Results: The results showed significant increases in serum levels of FSH and LH and in the number of graph follicles in the experimental group 3, in addition to significant reduction in the number of primitive and primary follicles in the three experimental groups as compared with those in the control group, in the number of secondary follicles in the experimental group 1 compared with that in the experimental groups 2 and 3, and also in renal cortical thickness, Bowman’s capsule thickness and glomerulus diameter in the experimental groups 1 and 2 compared with those in the control group (P < 0.05).

Conclousions: It can be concluded that the estrogen found in the hydro-alcoholic extract of pumpkin seeds can play a prominent role in ovulation with the least destructive effect on renal tissue. Hence, it may be a suitable alternative to synthetic estrogen and menstrual cycle regulators.

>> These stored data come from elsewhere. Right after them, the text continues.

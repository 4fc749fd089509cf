use std::collections::HashMap;

use bincode::{Decode, Encode};
use serde::{Deserialize, Serialize};

use crate::data::kinematics::FourMomentum;
use crate::data::quality::{IdTier, JetIdTier};
use crate::error::{Error, Result};

fn check_len(
    collection: &'static str,
    field: &'static str,
    got: usize,
    expected: usize,
) -> Result<()> {
    if got != expected {
        return Err(Error::LengthMismatch { collection, field, got, expected });
    }
    Ok(())
}

/// Raw electron collection as delivered by the producer collaborator.
///
/// All per-object attributes are parallel arrays indexed by electron number.
/// Identification decisions are keyed by working-point name, looked up with
/// [`ElectronCollection::id`].
#[derive(Clone, Debug, Default, Serialize, Deserialize, Encode, Decode)]
pub struct ElectronCollection {
    pub p4: Vec<FourMomentum>,
    pub charge: Vec<i8>,
    pub ids: Vec<HashMap<String, bool>>,
    pub relative_isolation: Vec<f64>,
}

impl ElectronCollection {
    pub fn len(&self) -> usize {
        self.p4.len()
    }

    pub fn is_empty(&self) -> bool {
        self.p4.is_empty()
    }

    pub fn validate(&self) -> Result<()> {
        check_len("electron", "charge", self.charge.len(), self.p4.len())?;
        check_len("electron", "ids", self.ids.len(), self.p4.len())?;
        check_len(
            "electron",
            "relative_isolation",
            self.relative_isolation.len(),
            self.p4.len(),
        )?;
        Ok(())
    }

    /// Identification decision for one electron under a named working point.
    ///
    /// An unknown working-point name is a configuration error and aborts the
    /// event; an out-of-range index is a programming error in the core.
    pub fn id(&self, index: usize, working_point: &str) -> Result<bool> {
        let row = self.ids.get(index).ok_or(Error::IndexOutOfRange {
            kind: "electron",
            index,
            len: self.ids.len(),
        })?;
        row.get(working_point)
            .copied()
            .ok_or_else(|| Error::UnknownWorkingPoint {
                kind: "electron identification",
                name: working_point.to_string(),
            })
    }
}

/// Raw muon collection as delivered by the producer collaborator.
#[derive(Clone, Debug, Default, Serialize, Deserialize, Encode, Decode)]
pub struct MuonCollection {
    pub p4: Vec<FourMomentum>,
    pub charge: Vec<i8>,
    pub is_loose: Vec<bool>,
    pub is_medium: Vec<bool>,
    pub is_tight: Vec<bool>,
    pub relative_isolation: Vec<f64>,
}

impl MuonCollection {
    pub fn len(&self) -> usize {
        self.p4.len()
    }

    pub fn is_empty(&self) -> bool {
        self.p4.is_empty()
    }

    pub fn validate(&self) -> Result<()> {
        check_len("muon", "charge", self.charge.len(), self.p4.len())?;
        check_len("muon", "is_loose", self.is_loose.len(), self.p4.len())?;
        check_len("muon", "is_medium", self.is_medium.len(), self.p4.len())?;
        check_len("muon", "is_tight", self.is_tight.len(), self.p4.len())?;
        check_len(
            "muon",
            "relative_isolation",
            self.relative_isolation.len(),
            self.p4.len(),
        )?;
        Ok(())
    }

    /// Identification decision for one muon at a given tier.
    ///
    /// Muons carry no dedicated veto working point; the veto tier reuses the
    /// loose decision.
    pub fn id(&self, index: usize, tier: IdTier) -> Result<bool> {
        if index >= self.len() {
            return Err(Error::IndexOutOfRange { kind: "muon", index, len: self.len() });
        }
        Ok(match tier {
            IdTier::Veto | IdTier::Loose => self.is_loose[index],
            IdTier::Medium => self.is_medium[index],
            IdTier::Tight => self.is_tight[index],
        })
    }
}

/// Raw jet collection as delivered by the producer collaborator.
///
/// B-tag discriminants are keyed by discriminant name, looked up with
/// [`JetCollection::btag_discriminant`].
#[derive(Clone, Debug, Default, Serialize, Deserialize, Encode, Decode)]
pub struct JetCollection {
    pub p4: Vec<FourMomentum>,
    pub pass_loose_id: Vec<bool>,
    pub pass_tight_id: Vec<bool>,
    pub pass_tight_lepton_veto_id: Vec<bool>,
    pub btags: Vec<HashMap<String, f64>>,
}

impl JetCollection {
    pub fn len(&self) -> usize {
        self.p4.len()
    }

    pub fn is_empty(&self) -> bool {
        self.p4.is_empty()
    }

    pub fn validate(&self) -> Result<()> {
        check_len("jet", "pass_loose_id", self.pass_loose_id.len(), self.p4.len())?;
        check_len("jet", "pass_tight_id", self.pass_tight_id.len(), self.p4.len())?;
        check_len(
            "jet",
            "pass_tight_lepton_veto_id",
            self.pass_tight_lepton_veto_id.len(),
            self.p4.len(),
        )?;
        check_len("jet", "btags", self.btags.len(), self.p4.len())?;
        Ok(())
    }

    pub fn id(&self, index: usize, tier: JetIdTier) -> Result<bool> {
        if index >= self.len() {
            return Err(Error::IndexOutOfRange { kind: "jet", index, len: self.len() });
        }
        Ok(match tier {
            JetIdTier::Loose => self.pass_loose_id[index],
            JetIdTier::Tight => self.pass_tight_id[index],
            JetIdTier::TightLeptonVeto => self.pass_tight_lepton_veto_id[index],
        })
    }

    /// B-tag discriminant value of one jet under a named discriminant.
    pub fn btag_discriminant(&self, index: usize, name: &str) -> Result<f64> {
        let row = self.btags.get(index).ok_or(Error::IndexOutOfRange {
            kind: "jet",
            index,
            len: self.btags.len(),
        })?;
        row.get(name).copied().ok_or_else(|| Error::UnknownWorkingPoint {
            kind: "b-tag discriminant",
            name: name.to_string(),
        })
    }
}

/// Online trigger objects for one event, absent entirely for some events.
#[derive(Clone, Debug, Default, Serialize, Deserialize, Encode, Decode)]
pub struct TriggerCollection {
    /// Names of the trigger paths that fired.
    pub paths: Vec<String>,
    pub object_p4: Vec<FourMomentum>,
    pub object_pdg_id: Vec<i32>,
}

impl TriggerCollection {
    pub fn validate(&self) -> Result<()> {
        check_len(
            "trigger",
            "object_pdg_id",
            self.object_pdg_id.len(),
            self.object_p4.len(),
        )?;
        Ok(())
    }
}

/// All raw inputs for one event.
#[derive(Clone, Debug, Default, Serialize, Deserialize, Encode, Decode)]
pub struct EventInput {
    pub electrons: ElectronCollection,
    pub muons: MuonCollection,
    pub jets: JetCollection,
    pub trigger: Option<TriggerCollection>,
}

impl EventInput {
    pub fn validate(&self) -> Result<()> {
        self.electrons.validate()?;
        self.muons.validate()?;
        self.jets.validate()?;
        if let Some(trigger) = &self.trigger {
            trigger.validate()?;
        }
        Ok(())
    }
}
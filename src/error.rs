use thiserror::Error;

/// Errors produced by the reconstruction core.
///
/// All variants are fatal for the event being processed: no partial output
/// arrays are ever produced once one of these is raised. Data-absence
/// conditions (no trigger collection, no candidate surviving a selection)
/// are represented as empty results, never as errors.
#[derive(Error, Debug, Clone, PartialEq)]
pub enum Error {
    /// A configured working-point name has no counterpart in the input data.
    #[error("unknown {kind} working point: '{name}'")]
    UnknownWorkingPoint { kind: &'static str, name: String },

    /// An accessor was invoked with an index outside its collection.
    #[error("{kind} index {index} out of range (collection size {len})")]
    IndexOutOfRange {
        kind: &'static str,
        index: usize,
        len: usize,
    },

    /// Parallel per-object arrays of an input collection disagree in length.
    #[error("{collection} collection malformed: '{field}' has {got} entries, expected {expected}")]
    LengthMismatch {
        collection: &'static str,
        field: &'static str,
        got: usize,
        expected: usize,
    },
}

/// Result type alias used throughout the crate.
pub type Result<T> = std::result::Result<T, Error>;
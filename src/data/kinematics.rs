use std::f64::consts::PI;
use std::fmt;
use std::fmt::Formatter;

use bincode::{Decode, Encode};
use serde::{Deserialize, Serialize};

/// Four-momentum in collider coordinates (transverse momentum,
/// pseudorapidity, azimuthal angle, energy).
#[derive(Clone, Copy, Debug, Default, PartialEq, Serialize, Deserialize, Encode, Decode)]
pub struct FourMomentum {
    pub pt: f64,
    pub eta: f64,
    pub phi: f64,
    pub energy: f64,
}

impl FourMomentum {
    /// Creates a new `FourMomentum`.
    ///
    /// # Arguments
    ///
    /// * `pt` - transverse momentum.
    /// * `eta` - pseudorapidity.
    /// * `phi` - azimuthal angle in radians.
    /// * `energy` - total energy.
    ///
    /// # Examples
    ///
    /// ```
    /// use recomb::data::kinematics::FourMomentum;
    ///
    /// let p4 = FourMomentum::new(50.0, 0.1, 1.2, 51.0);
    /// assert_eq!(p4.pt, 50.0);
    /// ```
    pub fn new(pt: f64, eta: f64, phi: f64, energy: f64) -> Self {
        FourMomentum { pt, eta, phi, energy }
    }

    pub fn px(&self) -> f64 {
        self.pt * self.phi.cos()
    }

    pub fn py(&self) -> f64 {
        self.pt * self.phi.sin()
    }

    pub fn pz(&self) -> f64 {
        self.pt * self.eta.sinh()
    }

    /// Invariant mass, clamped to zero for round-off below the light cone.
    pub fn mass(&self) -> f64 {
        let p2 = self.px().powi(2) + self.py().powi(2) + self.pz().powi(2);
        (self.energy.powi(2) - p2).max(0.0).sqrt()
    }

    /// Absolute pseudorapidity difference to another four-momentum.
    pub fn delta_eta(&self, other: &FourMomentum) -> f64 {
        (self.eta - other.eta).abs()
    }

    /// Azimuthal separation folded into [0, pi].
    ///
    /// # Examples
    ///
    /// ```
    /// use std::f64::consts::PI;
    /// use recomb::data::kinematics::FourMomentum;
    ///
    /// let a = FourMomentum::new(10.0, 0.0, 3.0, 10.0);
    /// let b = FourMomentum::new(10.0, 0.0, -3.0, 10.0);
    /// assert!((a.delta_phi(&b) - (2.0 * PI - 6.0)).abs() < 1e-12);
    /// ```
    pub fn delta_phi(&self, other: &FourMomentum) -> f64 {
        let d = (self.phi - other.phi).rem_euclid(2.0 * PI);
        if d > PI {
            2.0 * PI - d
        } else {
            d
        }
    }

    /// Angular separation combining pseudorapidity and azimuthal differences.
    ///
    /// # Examples
    ///
    /// ```
    /// use recomb::data::kinematics::FourMomentum;
    ///
    /// let a = FourMomentum::new(10.0, 0.0, 0.0, 10.0);
    /// let b = FourMomentum::new(10.0, 0.3, 0.4, 10.0);
    /// assert!((a.delta_r(&b) - 0.5).abs() < 1e-12);
    /// ```
    pub fn delta_r(&self, other: &FourMomentum) -> f64 {
        let deta = self.eta - other.eta;
        let dphi = self.delta_phi(other);
        (deta * deta + dphi * dphi).sqrt()
    }
}

impl fmt::Display for FourMomentum {
    fn fmt(&self, f: &mut Formatter<'_>) -> fmt::Result {
        write!(
            f,
            "FourMomentum(pt: {}, eta: {}, phi: {}, energy: {})",
            self.pt, self.eta, self.phi, self.energy
        )
    }
}

#[cfg(test)]
mod tests {
    use super::*;

    #[test]
    fn test_delta_phi_wraps_across_pi() {
        let a = FourMomentum::new(1.0, 0.0, PI - 0.1, 1.0);
        let b = FourMomentum::new(1.0, 0.0, -PI + 0.1, 1.0);
        assert!((a.delta_phi(&b) - 0.2).abs() < 1e-12);
    }

    #[test]
    fn test_delta_r_symmetric() {
        let a = FourMomentum::new(30.0, 1.2, 0.4, 40.0);
        let b = FourMomentum::new(60.0, -0.7, 2.9, 80.0);
        assert!((a.delta_r(&b) - b.delta_r(&a)).abs() < 1e-12);
    }

    #[test]
    fn test_mass_of_massless_object() {
        // pt = E, eta = 0: purely transverse massless particle
        let p4 = FourMomentum::new(25.0, 0.0, 1.0, 25.0);
        assert!(p4.mass().abs() < 1e-9);
    }
}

Keywords:Rat, Hormone ,Kidney , Estrogen, Female , Pumpkin Seeds

1. Background

Pumpkins are cultivated worldwide for cooking and medicinal use (1). The cultivation of pumpkins, belonging to the genus of Cucurbita maxima and the family of “Cucurbitaceae”, began more than 4,000 years ago in South America. The C. maxima (Danhobak) species were used in this study. They are annual plants, with meaty fruits and oval-shaped seeds (2-5). Pumpkin seeds are good sources of protein, fat, carbohydrates and minerals (6). The researchers analyzed chemical composition of pumpkin seeds and found linoleic acid, oleic acid and D5-sterol content to be high in the extract (7). A study conducted in 2013 on pumpkin seeds showed crude fiber, crude fat, crude protein and carbohydrate content (to be 31.88%,31.37%, 33.29%, and 36.35%, respectively), protein, fatty acids, including high contents of saturated fatty acids and the predominant fatty acids including palmitic acid, stearic acid, and linoleic acid. Potassium and sodium are the most prevalent minerals in pumpkin seeds. The α-tocopherol content ranges from 33.33 to 122.65 µg/g (8). Another study in 2018 showed that the main fatty acid found in these seeds is oleic acid (9).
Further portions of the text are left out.